INFORMATION SUPPLIED:
++++++++++

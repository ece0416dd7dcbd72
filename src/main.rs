use std::process::ExitCode;

use camino::Utf8PathBuf;
use clap::{Parser, Subcommand};
use tracing::error;

use tsumiki::{Config, Website};

/// Builds a static web app into a deployable distribution tree.
#[derive(Parser, Debug)]
#[command(version, about, long_about = None)]
struct Args {
    /// Project root, containing the optional `tsumiki.toml`
    #[arg(short = 'C', long, default_value = ".")]
    root: Utf8PathBuf,

    /// More output, repeat for even more
    #[arg(short, long, action = clap::ArgAction::Count, global = true)]
    verbose: u8,

    /// Only report errors
    #[arg(short, long, global = true, conflicts_with = "verbose")]
    quiet: bool,

    #[command(subcommand)]
    command: Option<Command>,
}

#[derive(Subcommand, Debug)]
enum Command {
    /// Clean and build the distribution tree
    Build {
        /// Print the build report as JSON on stdout
        #[arg(long)]
        json: bool,
    },

    /// Serve the distribution tree
    Serve {
        #[arg(long)]
        host: Option<String>,

        #[arg(short, long)]
        port: Option<u16>,
    },

    /// Print the task graph as a Mermaid flowchart
    Graph,
}

fn main() -> ExitCode {
    let args = Args::parse();

    let level = match (args.quiet, args.verbose) {
        (true, _) => "error",
        (false, 0) => "info",
        (false, 1) => "debug",
        (false, _) => "trace",
    };

    if let Err(e) = tsumiki::init_logging(level) {
        eprintln!("Couldn't initialize logging: {e:#}");
    }

    match run(args) {
        Ok(()) => ExitCode::SUCCESS,
        Err(e) => {
            error!("{e:#}");
            ExitCode::FAILURE
        }
    }
}

fn run(args: Args) -> anyhow::Result<()> {
    let config = Config::load(args.root.clone())?;

    match args.command.unwrap_or(Command::Build { json: false }) {
        Command::Build { json } => {
            let website = Website::new(config)?;
            let result = website.build()?;

            if json {
                println!("{}", serde_json::to_string_pretty(&result)?);
            }
        }
        #[cfg(feature = "server")]
        Command::Serve { host, port } => {
            let host = host.unwrap_or_else(|| config.serve.host.clone());
            let port = port.unwrap_or(config.serve.port);

            Website::new(config)?.serve(&host, port)?;
        }
        #[cfg(not(feature = "server"))]
        Command::Serve { .. } => {
            anyhow::bail!("This binary was built without the `server` feature");
        }
        Command::Graph => {
            let website = Website::new(config)?;
            print!("{}", website.plan()?);
        }
    }

    Ok(())
}
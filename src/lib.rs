#![forbid(unsafe_code)]
#![doc = include_str!("../README.md")]

pub mod blueprint;
pub mod bundle;
mod cache;
pub mod config;
mod core;
mod error;
mod executor;
mod graph;
#[cfg(feature = "server")]
mod serve;
mod stage;
pub mod stages;
pub mod toolchain;
mod utils;
pub mod worker;
mod website;

pub use crate::bundle::{BundleBuilder, BundleSpec, OutputFormat};
pub use crate::cache::{CacheStats, CacheStore};
pub use crate::config::Config;
pub use crate::core::{Artifact, Hash32};
pub use crate::error::*;
pub use crate::executor::{BuildResult, Environment, TaskContext, TaskReport, execute};
pub use crate::graph::{Task, TaskGraph, TaskId};
pub use crate::stage::{StageOutput, TransformStage, expand_ordered, glob_base, matches_any};
pub use crate::toolchain::Toolchain;
pub use crate::utils::{clear_dir, init_logging, remove_dir};
pub use crate::website::Website;
pub use crate::worker::WorkerAssetAssembler;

++++++++++

YOUR TASK:
The full set of data above must come back exactly as written.

OUTPUT OF THE EXERCISE:
repository ece0416dd7dcbd72
filename src/main.rs
use std::process::ExitCode;

use camino::Utf8PathBuf;
use clap::{Parser, Subcommand};
use tracing::error;

use tsumiki::{Config, Website};

/// Builds a static web app into a deployable distribution tree.
#[derive(Parser, Debug)]
#[command(version, about, long_about = None)]
struct Args {
    /// Project root, containing the optional `tsumiki.toml`
    #[arg(short = 'C', long, default_value = ".")]
    root: Utf8PathBuf,

    /// More output, repeat for even more
    #[arg(short, long, action = clap::ArgAction::Count, global = true)]
    verbose: u8,

    /// Only report errors
    #[arg(short, long, global = true, conflicts_with = "verbose")]
    quiet: bool,

    #[command(subcommand)]
    command: Option<Command>,
}

#[derive(Subcommand, Debug)]
enum Command {
    /// Clean and build the distribution tree
    Build {
        /// Print the build report as JSON on stdout
        #[arg(long)]
        json: bool,
    },

    /// Serve the distribution tree
    Serve {
        #[arg(long)]
        host: Option<String>,

        #[arg(short, long)]
        port: Option<u16>,
    },

    /// Print the task graph as a Mermaid flowchart
    Graph,
}

fn main() -> ExitCode {
    let args = Args::parse();

    let level = match (args.quiet, args.verbose) {
        (true, _) => "error",
        (false, 0) => "info",
        (false, 1) => "debug",
        (false, _) => "trace",
    };

    if let Err(e) = tsumiki::init_logging(level) {
        eprintln!("Couldn't initialize logging: {e:#}");
    }

    match run(args) {
        Ok(()) => ExitCode::SUCCESS,
        Err(e) => {
            error!("{e:#}");
            ExitCode::FAILURE
        }
    }
}

fn run(args: Args) -> anyhow::Result<()> {
    let config = Config::load(args.root.clone())?;

    match args.command.unwrap_or(Command::Build { json: false }) {
        Command::Build { json } => {
            let website = Website::new(config)?;
            let result = website.build()?;

            if json {
                println!("{}", serde_json::to_string_pretty(&result)?);
            }
        }
        #[cfg(feature = "server")]
        Command::Serve { host, port } => {
            let host = host.unwrap_or_else(|| config.serve.host.clone());
            let port = port.unwrap_or(config.serve.port);

            Website::new(config)?.serve(&host, port)?;
        }
        #[cfg(not(feature = "server"))]
        Command::Serve { .. } => {
            anyhow::bail!("This binary was built without the `server` feature");
        }
        Command::Graph => {
            let website = Website::new(config)?;
            print!("{}", website.plan()?);
        }
    }

    Ok(())
}
filename src/lib.rs
#![forbid(unsafe_code)]
#![doc = include_str!("../README.md")]

pub mod blueprint;
pub mod bundle;
mod cache;
pub mod config;
mod core;
mod error;
mod executor;
mod graph;
#[cfg(feature = "server")]
mod serve;
mod stage;
pub mod stages;
pub mod toolchain;
mod utils;
pub mod worker;
mod website;

pub use crate::bundle::{BundleBuilder, BundleSpec, OutputFormat};
pub use crate::cache::{CacheStats, CacheStore};
pub use crate::config::Config;
pub use crate::core::{Artifact, Hash32};
pub use crate::error::*;
pub use crate::executor::{BuildResult, Environment, TaskContext, TaskReport, execute};
pub use crate::graph::{Task, TaskGraph, TaskId};
pub use crate::stage::{StageOutput, TransformStage, expand_ordered, glob_base, matches_any};
pub use crate::toolchain::Toolchain;
pub use crate::utils::{clear_dir, init_logging, remove_dir};
pub use crate::website::Website;
pub use crate::worker::WorkerAssetAssembler;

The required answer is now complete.